From the records below, copy the lines that include "CancellationToken".

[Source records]
****************

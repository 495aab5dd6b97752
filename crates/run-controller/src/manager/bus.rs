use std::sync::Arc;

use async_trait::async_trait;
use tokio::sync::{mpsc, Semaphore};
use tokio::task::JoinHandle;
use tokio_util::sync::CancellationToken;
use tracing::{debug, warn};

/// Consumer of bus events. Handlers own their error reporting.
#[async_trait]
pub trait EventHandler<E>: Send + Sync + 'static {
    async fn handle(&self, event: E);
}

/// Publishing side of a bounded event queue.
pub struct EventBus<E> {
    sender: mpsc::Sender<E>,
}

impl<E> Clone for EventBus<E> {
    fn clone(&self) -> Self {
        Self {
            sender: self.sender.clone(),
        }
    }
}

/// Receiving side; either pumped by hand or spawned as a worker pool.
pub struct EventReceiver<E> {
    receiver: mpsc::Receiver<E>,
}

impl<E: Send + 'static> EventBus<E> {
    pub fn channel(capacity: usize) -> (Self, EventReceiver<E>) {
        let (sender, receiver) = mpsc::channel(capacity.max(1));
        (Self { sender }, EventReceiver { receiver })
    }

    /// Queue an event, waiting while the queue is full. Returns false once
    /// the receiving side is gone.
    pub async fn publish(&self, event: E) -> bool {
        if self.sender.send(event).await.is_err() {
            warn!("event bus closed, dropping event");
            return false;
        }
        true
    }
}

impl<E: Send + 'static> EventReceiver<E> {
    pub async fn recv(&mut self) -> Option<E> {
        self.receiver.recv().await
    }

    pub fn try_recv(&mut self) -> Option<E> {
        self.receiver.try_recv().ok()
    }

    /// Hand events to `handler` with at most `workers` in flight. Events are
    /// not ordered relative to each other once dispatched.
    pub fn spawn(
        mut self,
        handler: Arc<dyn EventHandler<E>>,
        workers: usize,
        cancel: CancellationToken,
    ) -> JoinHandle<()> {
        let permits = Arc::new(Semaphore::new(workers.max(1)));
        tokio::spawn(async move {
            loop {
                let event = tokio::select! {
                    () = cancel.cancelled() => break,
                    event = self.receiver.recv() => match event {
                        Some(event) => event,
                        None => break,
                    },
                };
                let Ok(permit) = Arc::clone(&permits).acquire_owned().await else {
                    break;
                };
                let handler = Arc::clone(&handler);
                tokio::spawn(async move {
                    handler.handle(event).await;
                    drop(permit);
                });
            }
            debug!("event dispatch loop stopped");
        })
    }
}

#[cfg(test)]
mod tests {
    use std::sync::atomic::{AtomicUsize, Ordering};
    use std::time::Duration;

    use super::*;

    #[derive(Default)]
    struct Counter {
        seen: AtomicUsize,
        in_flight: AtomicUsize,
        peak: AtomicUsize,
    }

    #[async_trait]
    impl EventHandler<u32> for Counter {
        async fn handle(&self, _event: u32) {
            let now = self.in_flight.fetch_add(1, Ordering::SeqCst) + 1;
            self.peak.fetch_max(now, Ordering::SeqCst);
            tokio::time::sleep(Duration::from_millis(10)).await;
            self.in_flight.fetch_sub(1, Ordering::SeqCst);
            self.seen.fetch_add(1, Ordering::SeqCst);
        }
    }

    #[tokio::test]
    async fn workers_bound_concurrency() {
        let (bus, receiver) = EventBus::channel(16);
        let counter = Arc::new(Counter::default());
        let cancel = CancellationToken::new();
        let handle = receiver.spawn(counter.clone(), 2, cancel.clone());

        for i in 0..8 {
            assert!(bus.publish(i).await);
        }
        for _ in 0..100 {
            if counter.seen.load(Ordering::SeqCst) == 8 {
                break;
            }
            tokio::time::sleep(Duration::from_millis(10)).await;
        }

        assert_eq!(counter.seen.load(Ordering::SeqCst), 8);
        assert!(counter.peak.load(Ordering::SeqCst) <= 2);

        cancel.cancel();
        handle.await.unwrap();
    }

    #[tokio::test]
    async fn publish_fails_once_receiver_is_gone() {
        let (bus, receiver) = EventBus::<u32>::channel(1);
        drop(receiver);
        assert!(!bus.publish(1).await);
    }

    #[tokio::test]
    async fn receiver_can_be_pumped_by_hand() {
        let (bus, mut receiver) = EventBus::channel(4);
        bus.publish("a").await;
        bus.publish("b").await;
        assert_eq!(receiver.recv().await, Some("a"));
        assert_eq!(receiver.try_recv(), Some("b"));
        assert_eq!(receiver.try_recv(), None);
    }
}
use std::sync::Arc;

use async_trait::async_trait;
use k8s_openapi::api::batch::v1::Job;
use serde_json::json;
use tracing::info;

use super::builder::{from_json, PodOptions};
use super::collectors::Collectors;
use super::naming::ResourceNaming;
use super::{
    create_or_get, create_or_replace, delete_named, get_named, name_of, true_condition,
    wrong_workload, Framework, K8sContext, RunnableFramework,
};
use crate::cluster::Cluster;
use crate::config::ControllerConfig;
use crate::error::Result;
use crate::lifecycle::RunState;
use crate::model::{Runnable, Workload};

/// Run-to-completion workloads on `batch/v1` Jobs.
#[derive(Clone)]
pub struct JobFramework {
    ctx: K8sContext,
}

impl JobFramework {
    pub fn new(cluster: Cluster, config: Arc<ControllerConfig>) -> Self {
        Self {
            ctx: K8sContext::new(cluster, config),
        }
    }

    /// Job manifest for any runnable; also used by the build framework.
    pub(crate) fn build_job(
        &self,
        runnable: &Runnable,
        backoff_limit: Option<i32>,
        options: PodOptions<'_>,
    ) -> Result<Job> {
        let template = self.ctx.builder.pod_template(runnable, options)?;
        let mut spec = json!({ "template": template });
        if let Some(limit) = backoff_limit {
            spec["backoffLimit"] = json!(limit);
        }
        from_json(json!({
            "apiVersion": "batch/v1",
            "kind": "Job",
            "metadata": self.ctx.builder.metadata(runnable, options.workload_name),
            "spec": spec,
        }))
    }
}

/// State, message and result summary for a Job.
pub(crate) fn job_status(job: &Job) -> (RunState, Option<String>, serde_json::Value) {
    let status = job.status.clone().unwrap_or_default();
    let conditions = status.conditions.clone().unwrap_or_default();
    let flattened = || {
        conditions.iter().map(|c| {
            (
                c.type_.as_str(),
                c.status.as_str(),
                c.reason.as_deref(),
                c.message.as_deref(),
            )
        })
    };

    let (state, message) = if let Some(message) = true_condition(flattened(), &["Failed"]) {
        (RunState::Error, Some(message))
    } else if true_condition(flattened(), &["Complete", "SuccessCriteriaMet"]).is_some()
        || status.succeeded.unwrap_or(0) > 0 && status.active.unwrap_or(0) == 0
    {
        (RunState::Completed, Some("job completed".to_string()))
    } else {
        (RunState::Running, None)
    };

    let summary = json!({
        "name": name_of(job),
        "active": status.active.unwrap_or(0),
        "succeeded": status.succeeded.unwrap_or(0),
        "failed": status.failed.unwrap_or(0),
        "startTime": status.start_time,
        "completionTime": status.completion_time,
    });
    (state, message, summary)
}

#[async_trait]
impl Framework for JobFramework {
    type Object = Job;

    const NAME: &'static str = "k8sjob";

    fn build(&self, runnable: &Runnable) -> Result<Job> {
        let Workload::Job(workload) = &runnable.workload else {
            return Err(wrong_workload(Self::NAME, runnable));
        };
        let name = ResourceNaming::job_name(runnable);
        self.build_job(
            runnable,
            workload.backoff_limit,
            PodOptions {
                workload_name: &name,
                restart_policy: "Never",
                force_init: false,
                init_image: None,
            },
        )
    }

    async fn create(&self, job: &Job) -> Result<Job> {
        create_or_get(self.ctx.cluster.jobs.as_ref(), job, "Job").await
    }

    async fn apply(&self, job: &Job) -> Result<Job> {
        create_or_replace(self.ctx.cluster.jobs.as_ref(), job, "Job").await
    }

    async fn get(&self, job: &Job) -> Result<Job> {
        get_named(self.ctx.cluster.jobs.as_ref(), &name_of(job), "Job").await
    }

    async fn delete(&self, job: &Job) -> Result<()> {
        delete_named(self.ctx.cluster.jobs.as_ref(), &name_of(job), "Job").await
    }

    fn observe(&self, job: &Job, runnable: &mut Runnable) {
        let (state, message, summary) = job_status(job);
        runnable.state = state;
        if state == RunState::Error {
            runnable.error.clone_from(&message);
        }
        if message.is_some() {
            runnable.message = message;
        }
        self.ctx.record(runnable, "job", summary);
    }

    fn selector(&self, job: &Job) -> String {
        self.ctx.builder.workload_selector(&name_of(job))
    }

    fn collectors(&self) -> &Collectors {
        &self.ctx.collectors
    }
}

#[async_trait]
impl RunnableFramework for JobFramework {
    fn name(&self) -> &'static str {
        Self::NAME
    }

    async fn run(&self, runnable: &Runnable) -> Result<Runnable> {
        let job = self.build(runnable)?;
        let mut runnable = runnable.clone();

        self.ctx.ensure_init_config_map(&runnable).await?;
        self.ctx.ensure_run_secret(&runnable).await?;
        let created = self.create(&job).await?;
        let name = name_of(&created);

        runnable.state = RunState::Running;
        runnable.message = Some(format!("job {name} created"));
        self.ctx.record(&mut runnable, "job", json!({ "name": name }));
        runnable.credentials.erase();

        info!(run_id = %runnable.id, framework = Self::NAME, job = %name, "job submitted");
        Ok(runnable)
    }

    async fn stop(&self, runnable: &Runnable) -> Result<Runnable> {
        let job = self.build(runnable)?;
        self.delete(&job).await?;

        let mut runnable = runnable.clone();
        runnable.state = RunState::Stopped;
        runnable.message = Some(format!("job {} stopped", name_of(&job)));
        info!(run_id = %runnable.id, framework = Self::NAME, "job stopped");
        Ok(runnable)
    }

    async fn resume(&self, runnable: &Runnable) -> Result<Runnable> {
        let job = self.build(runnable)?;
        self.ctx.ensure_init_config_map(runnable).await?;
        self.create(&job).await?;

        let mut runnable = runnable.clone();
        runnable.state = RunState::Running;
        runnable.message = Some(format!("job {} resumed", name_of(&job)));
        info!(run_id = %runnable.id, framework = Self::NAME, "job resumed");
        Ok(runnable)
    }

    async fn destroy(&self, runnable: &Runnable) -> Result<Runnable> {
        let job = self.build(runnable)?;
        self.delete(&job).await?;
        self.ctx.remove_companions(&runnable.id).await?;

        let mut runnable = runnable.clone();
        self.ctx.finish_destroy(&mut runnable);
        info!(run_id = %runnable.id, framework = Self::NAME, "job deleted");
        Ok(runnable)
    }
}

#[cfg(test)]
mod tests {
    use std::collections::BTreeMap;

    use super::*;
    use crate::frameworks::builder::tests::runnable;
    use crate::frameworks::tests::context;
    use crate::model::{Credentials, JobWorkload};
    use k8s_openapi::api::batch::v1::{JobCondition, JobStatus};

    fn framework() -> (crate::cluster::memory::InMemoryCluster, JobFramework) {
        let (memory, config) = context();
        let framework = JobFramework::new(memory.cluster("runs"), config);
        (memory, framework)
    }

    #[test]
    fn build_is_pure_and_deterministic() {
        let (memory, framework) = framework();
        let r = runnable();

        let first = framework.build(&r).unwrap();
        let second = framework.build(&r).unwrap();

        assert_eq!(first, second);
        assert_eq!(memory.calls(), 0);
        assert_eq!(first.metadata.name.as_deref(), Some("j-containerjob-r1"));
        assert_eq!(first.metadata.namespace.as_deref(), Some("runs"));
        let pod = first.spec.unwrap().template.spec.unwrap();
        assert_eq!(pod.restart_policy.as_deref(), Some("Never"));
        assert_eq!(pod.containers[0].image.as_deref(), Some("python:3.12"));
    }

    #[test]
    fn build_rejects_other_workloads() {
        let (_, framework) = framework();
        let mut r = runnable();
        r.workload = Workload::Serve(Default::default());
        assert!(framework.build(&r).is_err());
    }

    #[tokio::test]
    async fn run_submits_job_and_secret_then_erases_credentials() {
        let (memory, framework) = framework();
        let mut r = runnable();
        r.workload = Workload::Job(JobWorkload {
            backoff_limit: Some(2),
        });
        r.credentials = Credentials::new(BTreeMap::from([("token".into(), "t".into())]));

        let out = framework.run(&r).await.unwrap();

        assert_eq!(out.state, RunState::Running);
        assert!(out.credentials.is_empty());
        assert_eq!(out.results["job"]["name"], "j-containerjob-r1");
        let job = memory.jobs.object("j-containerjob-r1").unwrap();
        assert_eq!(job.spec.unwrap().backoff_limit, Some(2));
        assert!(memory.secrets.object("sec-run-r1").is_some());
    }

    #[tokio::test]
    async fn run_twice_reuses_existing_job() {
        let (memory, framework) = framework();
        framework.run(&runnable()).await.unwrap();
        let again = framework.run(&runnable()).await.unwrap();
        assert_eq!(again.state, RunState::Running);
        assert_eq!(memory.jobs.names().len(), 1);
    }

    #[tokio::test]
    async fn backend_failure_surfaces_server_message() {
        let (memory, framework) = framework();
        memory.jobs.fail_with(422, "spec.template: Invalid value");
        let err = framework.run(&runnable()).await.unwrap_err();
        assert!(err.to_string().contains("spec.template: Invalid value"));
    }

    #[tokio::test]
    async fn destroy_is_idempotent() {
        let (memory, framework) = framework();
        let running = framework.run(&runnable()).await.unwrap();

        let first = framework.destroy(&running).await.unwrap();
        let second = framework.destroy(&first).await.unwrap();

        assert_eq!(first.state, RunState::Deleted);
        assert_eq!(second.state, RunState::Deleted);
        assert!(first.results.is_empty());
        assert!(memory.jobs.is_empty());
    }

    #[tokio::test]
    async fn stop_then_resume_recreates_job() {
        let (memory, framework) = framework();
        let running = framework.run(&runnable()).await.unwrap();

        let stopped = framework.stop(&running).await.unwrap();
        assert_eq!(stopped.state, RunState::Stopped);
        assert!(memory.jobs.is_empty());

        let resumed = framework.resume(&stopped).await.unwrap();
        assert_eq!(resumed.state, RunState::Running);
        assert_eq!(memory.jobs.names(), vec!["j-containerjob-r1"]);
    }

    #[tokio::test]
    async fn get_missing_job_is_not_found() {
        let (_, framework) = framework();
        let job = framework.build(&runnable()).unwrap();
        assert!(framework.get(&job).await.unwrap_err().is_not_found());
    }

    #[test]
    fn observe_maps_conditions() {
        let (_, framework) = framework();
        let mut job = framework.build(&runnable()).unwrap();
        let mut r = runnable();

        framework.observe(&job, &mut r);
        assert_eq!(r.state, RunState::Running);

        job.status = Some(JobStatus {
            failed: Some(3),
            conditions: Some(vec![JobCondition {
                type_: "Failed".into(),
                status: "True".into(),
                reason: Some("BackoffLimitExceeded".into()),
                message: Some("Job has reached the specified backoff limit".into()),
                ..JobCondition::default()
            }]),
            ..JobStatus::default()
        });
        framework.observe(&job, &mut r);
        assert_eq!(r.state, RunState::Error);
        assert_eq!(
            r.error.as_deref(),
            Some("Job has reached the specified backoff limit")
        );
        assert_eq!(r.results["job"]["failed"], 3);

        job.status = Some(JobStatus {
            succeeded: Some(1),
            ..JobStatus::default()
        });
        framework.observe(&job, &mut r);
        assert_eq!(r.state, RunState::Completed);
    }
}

****************

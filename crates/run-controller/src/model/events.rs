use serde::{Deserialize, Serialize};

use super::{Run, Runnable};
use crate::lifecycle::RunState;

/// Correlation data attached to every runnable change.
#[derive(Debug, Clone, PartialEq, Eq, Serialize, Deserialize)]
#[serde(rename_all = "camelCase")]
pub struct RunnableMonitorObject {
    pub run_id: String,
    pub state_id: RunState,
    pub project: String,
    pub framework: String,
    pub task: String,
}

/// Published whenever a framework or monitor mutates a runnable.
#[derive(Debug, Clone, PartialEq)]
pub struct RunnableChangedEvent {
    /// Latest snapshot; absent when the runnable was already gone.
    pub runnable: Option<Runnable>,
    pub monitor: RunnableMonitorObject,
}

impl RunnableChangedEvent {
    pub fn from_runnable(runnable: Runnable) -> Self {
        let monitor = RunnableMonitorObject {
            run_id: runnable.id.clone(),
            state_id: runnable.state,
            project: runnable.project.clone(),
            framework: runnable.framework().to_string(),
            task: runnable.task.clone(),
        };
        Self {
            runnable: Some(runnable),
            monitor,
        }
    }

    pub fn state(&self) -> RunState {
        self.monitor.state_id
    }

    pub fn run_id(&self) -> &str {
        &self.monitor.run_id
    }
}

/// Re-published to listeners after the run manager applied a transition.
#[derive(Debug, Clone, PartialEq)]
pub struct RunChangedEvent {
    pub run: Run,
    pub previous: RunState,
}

****************

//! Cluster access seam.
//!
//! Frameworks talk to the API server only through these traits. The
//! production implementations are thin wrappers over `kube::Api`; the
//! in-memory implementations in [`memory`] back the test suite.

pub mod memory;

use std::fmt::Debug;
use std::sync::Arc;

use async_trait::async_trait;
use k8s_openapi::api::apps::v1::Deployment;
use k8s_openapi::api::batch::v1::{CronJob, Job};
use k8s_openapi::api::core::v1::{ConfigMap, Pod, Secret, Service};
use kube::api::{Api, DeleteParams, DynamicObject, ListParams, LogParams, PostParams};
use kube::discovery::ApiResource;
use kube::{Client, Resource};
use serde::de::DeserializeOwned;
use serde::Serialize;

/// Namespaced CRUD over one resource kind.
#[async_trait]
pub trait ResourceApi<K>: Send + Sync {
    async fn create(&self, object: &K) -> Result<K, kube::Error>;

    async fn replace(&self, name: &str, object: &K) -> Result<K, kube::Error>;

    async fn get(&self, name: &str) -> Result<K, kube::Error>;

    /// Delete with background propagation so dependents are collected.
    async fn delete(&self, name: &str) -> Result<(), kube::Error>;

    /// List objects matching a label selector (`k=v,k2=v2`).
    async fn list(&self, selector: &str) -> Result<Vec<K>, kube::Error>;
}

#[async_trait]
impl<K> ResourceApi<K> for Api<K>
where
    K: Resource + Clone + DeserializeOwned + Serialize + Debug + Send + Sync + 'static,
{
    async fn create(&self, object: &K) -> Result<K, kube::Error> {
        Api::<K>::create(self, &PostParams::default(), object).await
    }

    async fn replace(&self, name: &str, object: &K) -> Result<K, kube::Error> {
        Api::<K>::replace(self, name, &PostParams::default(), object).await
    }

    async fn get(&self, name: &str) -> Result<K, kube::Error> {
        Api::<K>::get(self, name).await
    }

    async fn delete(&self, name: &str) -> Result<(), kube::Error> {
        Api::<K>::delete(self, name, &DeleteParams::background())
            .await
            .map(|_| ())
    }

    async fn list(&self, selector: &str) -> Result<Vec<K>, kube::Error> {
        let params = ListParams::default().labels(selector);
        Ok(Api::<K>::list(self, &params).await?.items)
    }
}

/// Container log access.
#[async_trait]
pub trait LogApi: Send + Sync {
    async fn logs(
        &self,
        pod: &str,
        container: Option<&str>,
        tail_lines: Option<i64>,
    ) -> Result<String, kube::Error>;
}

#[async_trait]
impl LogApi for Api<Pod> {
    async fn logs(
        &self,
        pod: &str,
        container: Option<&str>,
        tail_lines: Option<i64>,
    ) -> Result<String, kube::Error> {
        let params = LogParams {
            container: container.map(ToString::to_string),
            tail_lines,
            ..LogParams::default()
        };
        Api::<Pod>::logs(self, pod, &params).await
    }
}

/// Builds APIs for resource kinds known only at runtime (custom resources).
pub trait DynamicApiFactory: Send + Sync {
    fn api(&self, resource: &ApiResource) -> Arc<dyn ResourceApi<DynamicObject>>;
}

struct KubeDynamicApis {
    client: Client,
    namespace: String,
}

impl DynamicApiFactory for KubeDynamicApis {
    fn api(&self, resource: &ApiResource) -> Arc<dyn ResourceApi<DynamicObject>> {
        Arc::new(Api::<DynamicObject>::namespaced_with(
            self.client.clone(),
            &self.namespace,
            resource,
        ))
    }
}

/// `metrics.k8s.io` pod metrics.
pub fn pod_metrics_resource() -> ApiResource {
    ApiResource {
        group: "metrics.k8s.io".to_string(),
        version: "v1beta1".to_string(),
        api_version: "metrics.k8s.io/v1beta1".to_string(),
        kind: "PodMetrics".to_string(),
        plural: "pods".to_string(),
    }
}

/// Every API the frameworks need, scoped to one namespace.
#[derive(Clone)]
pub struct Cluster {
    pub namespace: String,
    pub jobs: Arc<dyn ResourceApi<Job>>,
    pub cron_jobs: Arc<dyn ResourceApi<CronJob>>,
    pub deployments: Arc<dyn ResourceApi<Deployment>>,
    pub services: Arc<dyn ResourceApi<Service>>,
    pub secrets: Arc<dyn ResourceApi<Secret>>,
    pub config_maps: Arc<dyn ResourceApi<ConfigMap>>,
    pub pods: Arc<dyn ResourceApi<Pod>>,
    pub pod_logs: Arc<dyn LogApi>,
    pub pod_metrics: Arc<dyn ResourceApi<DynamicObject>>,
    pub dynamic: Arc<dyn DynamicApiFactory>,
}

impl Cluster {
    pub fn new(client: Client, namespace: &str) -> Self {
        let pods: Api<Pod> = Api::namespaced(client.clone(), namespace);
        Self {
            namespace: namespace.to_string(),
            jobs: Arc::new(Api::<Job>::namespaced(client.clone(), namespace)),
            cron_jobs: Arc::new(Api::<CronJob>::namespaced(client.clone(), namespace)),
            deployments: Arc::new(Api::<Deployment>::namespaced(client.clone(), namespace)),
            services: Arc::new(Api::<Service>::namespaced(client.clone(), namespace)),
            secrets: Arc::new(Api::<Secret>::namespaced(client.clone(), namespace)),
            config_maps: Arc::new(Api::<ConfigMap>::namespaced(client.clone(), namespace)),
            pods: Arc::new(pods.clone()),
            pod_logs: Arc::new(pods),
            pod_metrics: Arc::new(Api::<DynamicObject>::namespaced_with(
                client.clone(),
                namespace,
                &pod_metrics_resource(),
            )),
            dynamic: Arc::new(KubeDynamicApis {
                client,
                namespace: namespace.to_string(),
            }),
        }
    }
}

****************

▶ **Task answer**
use tokio_util::sync::CancellationToken;
        cancel: CancellationToken,
        let cancel = CancellationToken::new();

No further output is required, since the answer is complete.